PROBLEM REQUIREMENTS
Write all of the entries out again exactly.

DATA LISTING

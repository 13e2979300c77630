//! Redis-backed L2 tier (feature `redis`).

use std::time::Duration;

use async_trait::async_trait;
use redis::aio::MultiplexedConnection;
use tracing::debug;

use super::shared::SharedCache;
use crate::{MimirError, Result};

/// Keys scanned per `SCAN` round trip during prefix deletion.
const SCAN_BATCH: usize = 500;

/// [`SharedCache`] over a redis server.
///
/// All keys are stored under `key_prefix` (default `"mimir:"`) so several
/// applications can share one redis database.
#[derive(Clone)]
pub struct RedisSharedCache {
    conn: MultiplexedConnection,
    key_prefix: String,
}

impl RedisSharedCache {
    /// Connect to `url` (e.g. `redis://127.0.0.1:6379/0`).
    pub async fn connect(url: &str) -> Result<Self> {
        let client = redis::Client::open(url).map_err(unavailable)?;
        let conn = client
            .get_multiplexed_async_connection()
            .await
            .map_err(unavailable)?;
        Ok(Self {
            conn,
            key_prefix: "mimir:".to_string(),
        })
    }

    /// Override the key prefix applied to every key.
    pub fn key_prefix(mut self, prefix: impl Into<String>) -> Self {
        self.key_prefix = prefix.into();
        self
    }

    fn full_key(&self, key: &str) -> String {
        format!("{}{}", self.key_prefix, key)
    }
}

fn unavailable(err: redis::RedisError) -> MimirError {
    MimirError::CacheUnavailable(err.to_string())
}

/// Escape glob metacharacters so a prefix matches literally in `SCAN MATCH`.
fn glob_escape(raw: &str) -> String {
    let mut out = String::with_capacity(raw.len());
    for c in raw.chars() {
        if matches!(c, '*' | '?' | '[' | ']' | '\\') {
            out.push('\\');
        }
        out.push(c);
    }
    out
}

#[async_trait]
impl SharedCache for RedisSharedCache {
    fn name(&self) -> &str {
        "redis"
    }

    async fn get(&self, key: &str) -> Result<Option<Vec<u8>>> {
        let mut conn = self.conn.clone();
        let value: Option<Vec<u8>> = redis::cmd("GET")
            .arg(self.full_key(key))
            .query_async(&mut conn)
            .await
            .map_err(unavailable)?;
        Ok(value)
    }

    async fn set(&self, key: &str, value: &[u8], ttl: Duration) -> Result<()> {
        let mut conn = self.conn.clone();
        let millis = ttl.as_millis() as u64;
        if millis == 0 {
            return self.delete(key).await;
        }
        let _: () = redis::cmd("SET")
            .arg(self.full_key(key))
            .arg(value)
            .arg("PX")
            .arg(millis)
            .query_async(&mut conn)
            .await
            .map_err(unavailable)?;
        Ok(())
    }

    async fn delete(&self, key: &str) -> Result<()> {
        let mut conn = self.conn.clone();
        let _: u64 = redis::cmd("DEL")
            .arg(self.full_key(key))
            .query_async(&mut conn)
            .await
            .map_err(unavailable)?;
        Ok(())
    }

    async fn delete_by_prefix(&self, prefix: &str) -> Result<u64> {
        let mut conn = self.conn.clone();
        let pattern = format!("{}*", glob_escape(&self.full_key(prefix)));
        let mut cursor: u64 = 0;
        let mut removed = 0;
        loop {
            let (next, keys): (u64, Vec<String>) = redis::cmd("SCAN")
                .arg(cursor)
                .arg("MATCH")
                .arg(&pattern)
                .arg("COUNT")
                .arg(SCAN_BATCH)
                .query_async(&mut conn)
                .await
                .map_err(unavailable)?;
            if !keys.is_empty() {
                let deleted: u64 = redis::cmd("DEL")
                    .arg(&keys)
                    .query_async(&mut conn)
                    .await
                    .map_err(unavailable)?;
                removed += deleted;
            }
            if next == 0 {
                break;
            }
            cursor = next;
        }
        debug!(prefix, removed, "redis prefix delete");
        Ok(removed)
    }

    async fn ping(&self) -> Result<()> {
        let mut conn = self.conn.clone();
        let _: String = redis::cmd("PING")
            .query_async(&mut conn)
            .await
            .map_err(unavailable)?;
        Ok(())
    }
}
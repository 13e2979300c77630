//! HuggingFace tokenizers implementation.

use std::path::Path;

use tracing::warn;

use super::{HeuristicTokenCounter, TokenCounter};
use crate::error::{MimirError, Result};

/// Exact token counts from a HuggingFace `tokenizer.json`.
pub struct HfTokenCounter {
    inner: tokenizers::Tokenizer,
}

impl HfTokenCounter {
    /// Load tokenizer from HuggingFace Hub.
    ///
    /// Downloads the tokenizer if not cached locally.
    pub fn from_hub(repo_id: &str) -> Result<Self> {
        let api = hf_hub::api::sync::Api::new()
            .map_err(|e| MimirError::Configuration(format!("failed to initialize HF API: {e}")))?;

        let tokenizer_path = api
            .model(repo_id.to_string())
            .get("tokenizer.json")
            .map_err(|e| {
                MimirError::Configuration(format!(
                    "failed to download tokenizer from {repo_id}: {e}"
                ))
            })?;

        Self::from_file(&tokenizer_path)
    }

    /// Load tokenizer from local file.
    pub fn from_file(path: &Path) -> Result<Self> {
        let inner = tokenizers::Tokenizer::from_file(path).map_err(|e| {
            MimirError::Configuration(format!("failed to load tokenizer from {path:?}: {e}"))
        })?;
        Ok(Self { inner })
    }
}

impl TokenCounter for HfTokenCounter {
    /// Falls back to the character heuristic if encoding fails.
    fn count_tokens(&self, text: &str) -> usize {
        match self.inner.encode(text, false) {
            Ok(encoding) => encoding.len(),
            Err(e) => {
                warn!(error = %e, "tokenization failed, estimating");
                HeuristicTokenCounter.count_tokens(text)
            }
        }
    }
}
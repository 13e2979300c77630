//! Public types for the Mimir API.

mod citation;
mod embedding;
mod generate;
mod query;
mod search;

pub use citation::Citation;
pub use embedding::Embedding;
pub use generate::{GenerateEvent, GenerateResponse, GenerationRequest};
pub use query::{CacheUsage, QueryEvent, QueryRequest, QueryResponse};
pub use search::{FilterConditions, PassageMetadata, SearchQuery, SearchResult, rank_results};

ANSWER
repository 13e2979300c77630
//! Redis-backed L2 tier (feature `redis`).

use std::time::Duration;

use async_trait::async_trait;
use redis::aio::MultiplexedConnection;
use tracing::debug;

use super::shared::SharedCache;
use crate::{MimirError, Result};

/// Keys scanned per `SCAN` round trip during prefix deletion.
const SCAN_BATCH: usize = 500;

/// [`SharedCache`] over a redis server.
///
/// All keys are stored under `key_prefix` (default `"mimir:"`) so several
/// applications can share one redis database.
#[derive(Clone)]
pub struct RedisSharedCache {
    conn: MultiplexedConnection,
    key_prefix: String,
}

impl RedisSharedCache {
    /// Connect to `url` (e.g. `redis://127.0.0.1:6379/0`).
    pub async fn connect(url: &str) -> Result<Self> {
        let client = redis::Client::open(url).map_err(unavailable)?;
        let conn = client
            .get_multiplexed_async_connection()
            .await
            .map_err(unavailable)?;
        Ok(Self {
            conn,
            key_prefix: "mimir:".to_string(),
        })
    }

    /// Override the key prefix applied to every key.
    pub fn key_prefix(mut self, prefix: impl Into<String>) -> Self {
        self.key_prefix = prefix.into();
        self
    }

    fn full_key(&self, key: &str) -> String {
        format!("{}{}", self.key_prefix, key)
    }
}

fn unavailable(err: redis::RedisError) -> MimirError {
    MimirError::CacheUnavailable(err.to_string())
}

/// Escape glob metacharacters so a prefix matches literally in `SCAN MATCH`.
fn glob_escape(raw: &str) -> String {
    let mut out = String::with_capacity(raw.len());
    for c in raw.chars() {
        if matches!(c, '*' | '?' | '[' | ']' | '\\') {
            out.push('\\');
        }
        out.push(c);
    }
    out
}

#[async_trait]
impl SharedCache for RedisSharedCache {
    fn name(&self) -> &str {
        "redis"
    }

    async fn get(&self, key: &str) -> Result<Option<Vec<u8>>> {
        let mut conn = self.conn.clone();
        let value: Option<Vec<u8>> = redis::cmd("GET")
            .arg(self.full_key(key))
            .query_async(&mut conn)
            .await
            .map_err(unavailable)?;
        Ok(value)
    }

    async fn set(&self, key: &str, value: &[u8], ttl: Duration) -> Result<()> {
        let mut conn = self.conn.clone();
        let millis = ttl.as_millis() as u64;
        if millis == 0 {
            return self.delete(key).await;
        }
        let _: () = redis::cmd("SET")
            .arg(self.full_key(key))
            .arg(value)
            .arg("PX")
            .arg(millis)
            .query_async(&mut conn)
            .await
            .map_err(unavailable)?;
        Ok(())
    }

    async fn delete(&self, key: &str) -> Result<()> {
        let mut conn = self.conn.clone();
        let _: u64 = redis::cmd("DEL")
            .arg(self.full_key(key))
            .query_async(&mut conn)
            .await
            .map_err(unavailable)?;
        Ok(())
    }

    async fn delete_by_prefix(&self, prefix: &str) -> Result<u64> {
        let mut conn = self.conn.clone();
        let pattern = format!("{}*", glob_escape(&self.full_key(prefix)));
        let mut cursor: u64 = 0;
        let mut removed = 0;
        loop {
            let (next, keys): (u64, Vec<String>) = redis::cmd("SCAN")
                .arg(cursor)
                .arg("MATCH")
                .arg(&pattern)
                .arg("COUNT")
                .arg(SCAN_BATCH)
                .query_async(&mut conn)
                .await
                .map_err(unavailable)?;
            if !keys.is_empty() {
                let deleted: u64 = redis::cmd("DEL")
                    .arg(&keys)
                    .query_async(&mut conn)
                    .await
                    .map_err(unavailable)?;
                removed += deleted;
            }
            if next == 0 {
                break;
            }
            cursor = next;
        }
        debug!(prefix, removed, "redis prefix delete");
        Ok(removed)
    }

    async fn ping(&self) -> Result<()> {
        let mut conn = self.conn.clone();
        let _: String = redis::cmd("PING")
            .query_async(&mut conn)
            .await
            .map_err(unavailable)?;
        Ok(())
    }
}
repository 13e2979300c77630
//! HuggingFace tokenizers implementation.

use std::path::Path;

use tracing::warn;

use super::{HeuristicTokenCounter, TokenCounter};
use crate::error::{MimirError, Result};

/// Exact token counts from a HuggingFace `tokenizer.json`.
pub struct HfTokenCounter {
    inner: tokenizers::Tokenizer,
}

impl HfTokenCounter {
    /// Load tokenizer from HuggingFace Hub.
    ///
    /// Downloads the tokenizer if not cached locally.
    pub fn from_hub(repo_id: &str) -> Result<Self> {
        let api = hf_hub::api::sync::Api::new()
            .map_err(|e| MimirError::Configuration(format!("failed to initialize HF API: {e}")))?;

        let tokenizer_path = api
            .model(repo_id.to_string())
            .get("tokenizer.json")
            .map_err(|e| {
                MimirError::Configuration(format!(
                    "failed to download tokenizer from {repo_id}: {e}"
                ))
            })?;

        Self::from_file(&tokenizer_path)
    }

    /// Load tokenizer from local file.
    pub fn from_file(path: &Path) -> Result<Self> {
        let inner = tokenizers::Tokenizer::from_file(path).map_err(|e| {
            MimirError::Configuration(format!("failed to load tokenizer from {path:?}: {e}"))
        })?;
        Ok(Self { inner })
    }
}

impl TokenCounter for HfTokenCounter {
    /// Falls back to the character heuristic if encoding fails.
    fn count_tokens(&self, text: &str) -> usize {
        match self.inner.encode(text, false) {
            Ok(encoding) => encoding.len(),
            Err(e) => {
                warn!(error = %e, "tokenization failed, estimating");
                HeuristicTokenCounter.count_tokens(text)
            }
        }
    }
}
repository 13e2979300c77630
//! Public types for the Mimir API.

mod citation;
mod embedding;
mod generate;
mod query;
mod search;

pub use citation::Citation;
pub use embedding::Embedding;
pub use generate::{GenerateEvent, GenerateResponse, GenerationRequest};
pub use query::{CacheUsage, QueryEvent, QueryRequest, QueryResponse};
pub use search::{FilterConditions, PassageMetadata, SearchQuery, SearchResult, rank_results};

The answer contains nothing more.